*** Opening of DATA SHOWN ***
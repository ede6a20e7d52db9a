//! Renderings of the book lifecycle and of circulation logs.

use std::{fs::File, io::Write, path::Path};

use crate::{book_status::BookStatus, events::BookEvent, transaction::Transaction};

/// Graphviz DOT for the lifecycle table, optionally marking one status
#[must_use]
pub fn lifecycle_dot(highlight: Option<BookStatus>) -> String {
    let mut dot = String::from("digraph book_lifecycle {\n");
    dot.push_str("  rankdir=LR;\n");
    dot.push_str("  node [shape=circle, style=filled, fillcolor=lightblue];\n");

    for status in BookStatus::ALL {
        let tooltip = status.description();
        if highlight == Some(status) {
            dot.push_str(&format!(
                "  {status} [tooltip=\"{tooltip}\", fillcolor=palegreen, peripheries=2];\n"
            ));
        } else {
            dot.push_str(&format!("  {status} [tooltip=\"{tooltip}\"];\n"));
        }
    }

    for from in BookStatus::ALL {
        for event in BookEvent::ALL {
            if let Some(to) = from.next(event) {
                dot.push_str(&format!("  {from} -> {to} [label=\"{event}\"];\n"));
            }
        }
    }

    dot.push_str("}\n");
    dot
}

/// Save a DOT document to `path`
///
/// # Errors
///
/// Returns an error if the file cannot be created or written to
pub fn save_dot_to_file(dot: &str, path: impl AsRef<Path>) -> Result<(), std::io::Error> {
    let mut file = File::create(path)?;
    file.write_all(dot.as_bytes())?;
    Ok(())
}

/// Markdown table of a circulation log
#[must_use]
#[allow(clippy::arithmetic_side_effects)]
pub fn transaction_table(transactions: &[Transaction]) -> String {
    if transactions.is_empty() {
        return "No transactions recorded yet.".to_owned();
    }

    let mut table = String::from("| # | Type | Book | Patron | When | Due | Returned |\n");
    table.push_str("|---|------|------|--------|------|-----|----------|\n");

    for (i, tx) in transactions.iter().enumerate() {
        table.push_str(&format!(
            "| {} | {} | {} | {} | {} | {} | {} |\n",
            i + 1,
            tx.kind(),
            tx.isbn(),
            tx.patron_id(),
            tx.occurred_at().format("%Y-%m-%d %H:%M"),
            tx.due_at().map_or_else(|| "-".to_owned(), |due| due.format("%Y-%m-%d").to_string()),
            tx.returned_at().map_or_else(|| "-".to_owned(), |at| at.format("%Y-%m-%d").to_string()),
        ));
    }

    table
}
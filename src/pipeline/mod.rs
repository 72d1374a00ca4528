//! Inbound message processing pipeline.
//!
//! Every job from the webhook flows through:
//! 1. `RulesEngine::evaluate()`: keyword rules (no LLM)
//! 2. `ClassificationPipeline::classify()`: model fallback, fails closed
//! 3. `PolicyEngine`: segment and reply policy lookup
//! 4. `MessageProcessor::process()`: guardrails, send, delivery log
//!
//! `ManualSender` covers operator-initiated sends from the admin API.

pub mod classifier;
pub mod manual;
pub mod policy;
pub mod processor;
pub mod rules;
pub mod types;

pub use classifier::{ClassificationPipeline, DraftModel, LlmDraftModel};
pub use manual::{ManualSendResult, ManualSender};
pub use policy::PolicyEngine;
pub use processor::{JobOutcome, MessageProcessor};
pub use types::{Draft, Intent, Job};
//! Webhook endpoints: subscription handshake and event ingestion.

use std::sync::Arc;

use axum::{
    Json, Router,
    body::Bytes,
    extract::{Path, Query, State},
    http::{HeaderMap, StatusCode},
    response::IntoResponse,
    routing::get,
};
use secrecy::{ExposeSecret, SecretString};
use serde::Deserialize;
use tracing::{debug, info, warn};

use super::normalize::normalize;
use super::signature::verify_signature;
use crate::pipeline::types::Job;
use crate::worker::JobQueue;

pub const SIGNATURE_HEADER: &str = "x-hub-signature-256";

/// Shared state for webhook routes.
#[derive(Clone)]
pub struct WebhookState {
    pub queue: JobQueue<Job>,
    pub app_secret: SecretString,
    /// `None` rejects every handshake.
    pub verify_token: Option<String>,
}

/// Build the webhook routes.
pub fn webhook_routes(state: WebhookState) -> Router {
    Router::new()
        .route("/webhook/{platform}", get(verify_subscription).post(receive_events))
        .with_state(state)
}

#[derive(Debug, Deserialize)]
struct HandshakeQuery {
    #[serde(rename = "hub.mode")]
    mode: Option<String>,
    #[serde(rename = "hub.verify_token")]
    verify_token: Option<String>,
    #[serde(rename = "hub.challenge")]
    challenge: Option<String>,
}

/// GET /webhook/{platform}
///
/// Echoes `hub.challenge` when the mode is `subscribe` and the token matches.
async fn verify_subscription(
    Path(platform): Path<String>,
    State(state): State<WebhookState>,
    Query(query): Query<HandshakeQuery>,
) -> impl IntoResponse {
    let token_matches = match (&state.verify_token, &query.verify_token) {
        (Some(expected), Some(given)) => expected == given,
        _ => false,
    };

    match (query.mode.as_deref(), query.challenge) {
        (Some("subscribe"), Some(challenge)) if token_matches => {
            info!(platform = %platform, "Webhook subscription verified");
            (StatusCode::OK, challenge).into_response()
        }
        _ => {
            warn!(platform = %platform, "Webhook subscription rejected");
            StatusCode::FORBIDDEN.into_response()
        }
    }
}

/// POST /webhook/{platform}
///
/// Verifies the signature over the raw bytes, enqueues every derived job,
/// and acknowledges before any processing happens.
async fn receive_events(
    Path(platform): Path<String>,
    State(state): State<WebhookState>,
    headers: HeaderMap,
    body: Bytes,
) -> impl IntoResponse {
    let header = headers.get(SIGNATURE_HEADER).and_then(|v| v.to_str().ok());
    if !verify_signature(&body, header, state.app_secret.expose_secret().as_bytes()) {
        warn!(platform = %platform, "Rejected webhook with invalid signature");
        return (
            StatusCode::UNAUTHORIZED,
            Json(serde_json::json!({"error": "invalid signature"})),
        );
    }

    let jobs = match serde_json::from_slice::<serde_json::Value>(&body) {
        Ok(payload) => normalize(&platform, Arc::new(payload)),
        Err(e) => {
            warn!(platform = %platform, error = %e, "Webhook body is not valid JSON");
            Vec::new()
        }
    };

    let count = jobs.len();
    for job in jobs {
        state.queue.enqueue(job);
    }
    debug!(platform = %platform, jobs = count, "Webhook accepted");

    (StatusCode::OK, Json(serde_json::json!({"ok": true})))
}
//! Shared types for the message processing pipeline.

use std::fmt;
use std::sync::Arc;

use chrono::{DateTime, Utc};
use serde::{Deserialize, Serialize};

// ── Job ─────────────────────────────────────────────────────────────

/// One inbound message event, ready for processing.
///
/// Built by the webhook normalizer; only exists when both the platform
/// message id and the sender id were present in the payload.
#[derive(Debug, Clone)]
pub struct Job {
    /// Platform-unique message id: the dedupe key.
    pub message_id: String,
    pub sender_id: String,
    pub recipient_id: Option<String>,
    /// Conversation id, or `{entry_id}_{sender_id}` when the platform omits it.
    pub thread_id: String,
    /// Message body; may be empty.
    pub text: String,
    /// Platform timestamp, or ingestion time when missing/invalid.
    pub timestamp: DateTime<Utc>,
    /// Echo of our own send, or a sender == recipient loop.
    pub is_from_self_or_system: bool,
    /// Route segment the delivery arrived on (e.g. "instagram").
    pub platform: String,
    /// The whole webhook delivery this job was extracted from.
    pub raw_payload: Arc<serde_json::Value>,
}

// ── Intent ──────────────────────────────────────────────────────────

/// Closed set of intents a draft can carry.
#[derive(Debug, Clone, Copy, PartialEq, Eq, Hash, Serialize, Deserialize)]
#[serde(rename_all = "snake_case")]
pub enum Intent {
    GeneralQuestion,
    Pricing,
    OrderSupport,
    Shipping,
    Refund,
    Unknown,
}

impl Intent {
    pub fn as_str(&self) -> &'static str {
        match self {
            Self::GeneralQuestion => "general_question",
            Self::Pricing => "pricing",
            Self::OrderSupport => "order_support",
            Self::Shipping => "shipping",
            Self::Refund => "refund",
            Self::Unknown => "unknown",
        }
    }

    /// Parse a stored intent; unrecognised values map to `Unknown`.
    pub fn parse(s: &str) -> Self {
        match s {
            "general_question" => Self::GeneralQuestion,
            "pricing" => Self::Pricing,
            "order_support" => Self::OrderSupport,
            "shipping" => Self::Shipping,
            "refund" => Self::Refund,
            _ => Self::Unknown,
        }
    }
}

impl fmt::Display for Intent {
    fn fmt(&self, f: &mut fmt::Formatter<'_>) -> fmt::Result {
        f.write_str(self.as_str())
    }
}

// ── Draft ───────────────────────────────────────────────────────────

/// Reply sent when classification could not produce a usable draft.
pub const FALLBACK_REPLY: &str =
    "Thanks for your message! A member of our team will review it and get back to you shortly.";

/// A candidate reply produced by the rules or the model.
#[derive(Debug, Clone, PartialEq, Serialize, Deserialize)]
pub struct Draft {
    pub intent: Intent,
    /// In `[0, 1]`.
    pub confidence: f32,
    pub reply: String,
    pub needs_human_approval: bool,
}

impl Draft {
    /// The fail-closed draft: never passes the approval guardrail.
    pub fn fallback() -> Self {
        Self {
            intent: Intent::Unknown,
            confidence: 0.0,
            reply: FALLBACK_REPLY.to_string(),
            needs_human_approval: true,
        }
    }
}
//! Error types for dm-autopilot.

/// Top-level error type for the service.
#[derive(Debug, thiserror::Error)]
pub enum Error {
    #[error("Pipeline error: {0}")]
    Pipeline(#[from] PipelineError),

    #[error("Job error: {0}")]
    Job(#[from] JobError),
}

/// Configuration-related errors.
#[derive(Debug, thiserror::Error)]
pub enum ConfigError {
    #[error("Missing required environment variable: {0}")]
    MissingEnvVar(String),

    #[error("Invalid configuration value for {key}: {message}")]
    InvalidValue { key: String, message: String },
}

/// Database-related errors.
#[derive(Debug, thiserror::Error)]
pub enum DatabaseError {
    #[error("Connection pool error: {0}")]
    Pool(String),

    #[error("Query failed: {0}")]
    Query(String),

    #[error("Entity not found: {entity} with id {id}")]
    NotFound { entity: String, id: String },

    #[error("Migration failed: {0}")]
    Migration(String),

    #[error("Serialization error: {0}")]
    Serialization(String),
}

/// LLM provider errors.
#[derive(Debug, thiserror::Error)]
pub enum LlmError {
    #[error("Provider {provider} request failed: {reason}")]
    RequestFailed { provider: String, reason: String },

    #[error("Invalid response from {provider}: {reason}")]
    InvalidResponse { provider: String, reason: String },
}

/// Outbound delivery errors (Graph API send).
#[derive(Debug, thiserror::Error)]
pub enum DeliveryError {
    #[error("Send to {recipient} failed with status {status}: {body}")]
    Rejected {
        recipient: String,
        status: u16,
        body: String,
    },

    #[error("HTTP error: {0}")]
    Http(String),

    #[error("Invalid response from platform: {0}")]
    InvalidResponse(String),
}

/// Pipeline-related errors.
#[derive(Debug, thiserror::Error)]
pub enum PipelineError {
    #[error("Classification failed: {0}")]
    Classification(String),

    #[error("Message {0} not found")]
    MessageNotFound(String),

    #[error("Message {0} has no reply text to send")]
    NoReplyText(String),

    #[error("LLM error: {0}")]
    Llm(#[from] LlmError),

    #[error("Database error: {0}")]
    Database(#[from] DatabaseError),

    #[error("Delivery error: {0}")]
    Delivery(#[from] DeliveryError),
}

/// Job queue errors.
#[derive(Debug, thiserror::Error)]
pub enum JobError {
    #[error("Job {message_id} failed: {reason}")]
    Failed { message_id: String, reason: String },

    #[error("Job worker panicked: {0}")]
    Panicked(String),
}
//! Operator REST endpoints: health, policies, contacts, messages, logs.

use std::sync::Arc;

use axum::{
    Json, Router,
    body::Bytes,
    extract::{Path, Query, State},
    http::StatusCode,
    response::{IntoResponse, Response},
    routing::{get, post, put},
};
use serde::Deserialize;
use tracing::error;

use crate::error::{DatabaseError, PipelineError};
use crate::pipeline::types::Job;
use crate::pipeline::{ManualSender, PolicyEngine};
use crate::store::Database;
use crate::store::models::{ReplyPolicy, Segment};
use crate::worker::JobQueue;

const DEFAULT_LIST_LIMIT: usize = 50;
const MAX_LIST_LIMIT: usize = 500;

/// Shared state for admin routes.
#[derive(Clone)]
pub struct AdminState {
    pub db: Arc<dyn Database>,
    pub policy: Arc<PolicyEngine>,
    pub manual: Arc<ManualSender>,
    pub queue: JobQueue<Job>,
}

/// Build the admin REST routes.
pub fn admin_routes(state: AdminState) -> Router {
    Router::new()
        .route("/health", get(health))
        .route("/api/policies", get(list_policies))
        .route("/api/policies/{segment}", put(update_policy))
        .route("/api/contacts/{sender_id}", get(get_contact))
        .route("/api/contacts/{sender_id}/segment", put(set_segment))
        .route("/api/messages", get(list_messages))
        .route("/api/messages/{id}/send", post(send_message))
        .route("/api/delivery-logs", get(list_delivery_logs))
        .with_state(state)
}

fn error_response(status: StatusCode, message: impl Into<String>) -> Response {
    (status, Json(serde_json::json!({"error": message.into()}))).into_response()
}

fn internal_error(e: DatabaseError) -> Response {
    error!(error = %e, "Admin request failed");
    error_response(StatusCode::INTERNAL_SERVER_ERROR, e.to_string())
}

fn clamp_limit(limit: Option<usize>) -> usize {
    limit.unwrap_or(DEFAULT_LIST_LIMIT).clamp(1, MAX_LIST_LIMIT)
}

fn parse_segment(raw: &str) -> Result<Segment, Response> {
    raw.parse::<Segment>()
        .map_err(|e| error_response(StatusCode::BAD_REQUEST, e))
}

// ── Health ──────────────────────────────────────────────────────────────

async fn health(State(state): State<AdminState>) -> impl IntoResponse {
    Json(serde_json::json!({
        "status": "ok",
        "queue": {
            "in_flight": state.queue.in_flight(),
            "pending": state.queue.pending(),
        }
    }))
}

// ── Policies ────────────────────────────────────────────────────────────

async fn list_policies(State(state): State<AdminState>) -> Response {
    match state.policy.list_policies().await {
        Ok(policies) => Json(policies).into_response(),
        Err(e) => internal_error(e),
    }
}

#[derive(Debug, Deserialize)]
struct PolicyUpdate {
    auto_send: bool,
    require_human_approval: bool,
    #[serde(default)]
    template: Option<String>,
}

/// PUT /api/policies/{segment}
async fn update_policy(
    Path(segment): Path<String>,
    State(state): State<AdminState>,
    Json(update): Json<PolicyUpdate>,
) -> Response {
    let segment = match parse_segment(&segment) {
        Ok(segment) => segment,
        Err(resp) => return resp,
    };
    let policy = ReplyPolicy {
        segment,
        auto_send: update.auto_send,
        require_human_approval: update.require_human_approval,
        template: update.template.filter(|t| !t.trim().is_empty()),
    };
    match state.policy.update_policy(&policy).await {
        Ok(()) => Json(policy).into_response(),
        Err(e) => internal_error(e),
    }
}

// ── Contacts ────────────────────────────────────────────────────────────

async fn get_contact(Path(sender_id): Path<String>, State(state): State<AdminState>) -> Response {
    match state.db.get_contact(&sender_id).await {
        Ok(Some(contact)) => Json(contact).into_response(),
        Ok(None) => error_response(StatusCode::NOT_FOUND, format!("contact {sender_id} not found")),
        Err(e) => internal_error(e),
    }
}

#[derive(Debug, Deserialize)]
struct SegmentUpdate {
    segment: String,
}

/// PUT /api/contacts/{sender_id}/segment
async fn set_segment(
    Path(sender_id): Path<String>,
    State(state): State<AdminState>,
    Json(update): Json<SegmentUpdate>,
) -> Response {
    let segment = match parse_segment(&update.segment) {
        Ok(segment) => segment,
        Err(resp) => return resp,
    };
    match state.policy.assign_segment(&sender_id, segment).await {
        Ok(contact) => Json(contact).into_response(),
        Err(e) => internal_error(e),
    }
}

// ── Messages ────────────────────────────────────────────────────────────

#[derive(Debug, Deserialize)]
struct ListQuery {
    limit: Option<usize>,
    message_id: Option<String>,
}

async fn list_messages(
    State(state): State<AdminState>,
    Query(query): Query<ListQuery>,
) -> Response {
    match state.db.list_recent_messages(clamp_limit(query.limit)).await {
        Ok(messages) => Json(messages).into_response(),
        Err(e) => internal_error(e),
    }
}

#[derive(Debug, Default, Deserialize)]
struct SendRequest {
    text: Option<String>,
}

/// POST /api/messages/{id}/send
///
/// Body `{text?}` is optional; without it the stored suggestion is sent.
async fn send_message(
    Path(id): Path<String>,
    State(state): State<AdminState>,
    body: Bytes,
) -> Response {
    let request: SendRequest = if body.iter().all(u8::is_ascii_whitespace) {
        SendRequest::default()
    } else {
        match serde_json::from_slice(&body) {
            Ok(request) => request,
            Err(e) => return error_response(StatusCode::BAD_REQUEST, format!("invalid body: {e}")),
        }
    };

    match state.manual.send_manual(&id, request.text.as_deref()).await {
        Ok(result) => Json(result).into_response(),
        Err(e @ PipelineError::MessageNotFound(_)) => {
            error_response(StatusCode::NOT_FOUND, e.to_string())
        }
        Err(e @ PipelineError::NoReplyText(_)) => {
            error_response(StatusCode::UNPROCESSABLE_ENTITY, e.to_string())
        }
        Err(PipelineError::Delivery(e)) => error_response(StatusCode::BAD_GATEWAY, e.to_string()),
        Err(PipelineError::Database(e)) => internal_error(e),
        Err(e) => {
            error!(error = %e, "Manual send failed");
            error_response(StatusCode::INTERNAL_SERVER_ERROR, e.to_string())
        }
    }
}

// ── Delivery logs ───────────────────────────────────────────────────────

async fn list_delivery_logs(
    State(state): State<AdminState>,
    Query(query): Query<ListQuery>,
) -> Response {
    match state
        .db
        .list_delivery_logs(query.message_id.as_deref(), clamp_limit(query.limit))
        .await
    {
        Ok(logs) => Json(logs).into_response(),
        Err(e) => internal_error(e),
    }
}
*** Close of DATA SHOWN ***
Read through the entries and copy every line that includes "Shared".

/// Shared state for webhook routes.
//! Shared types for the message processing pipeline.
/// Shared state for admin routes.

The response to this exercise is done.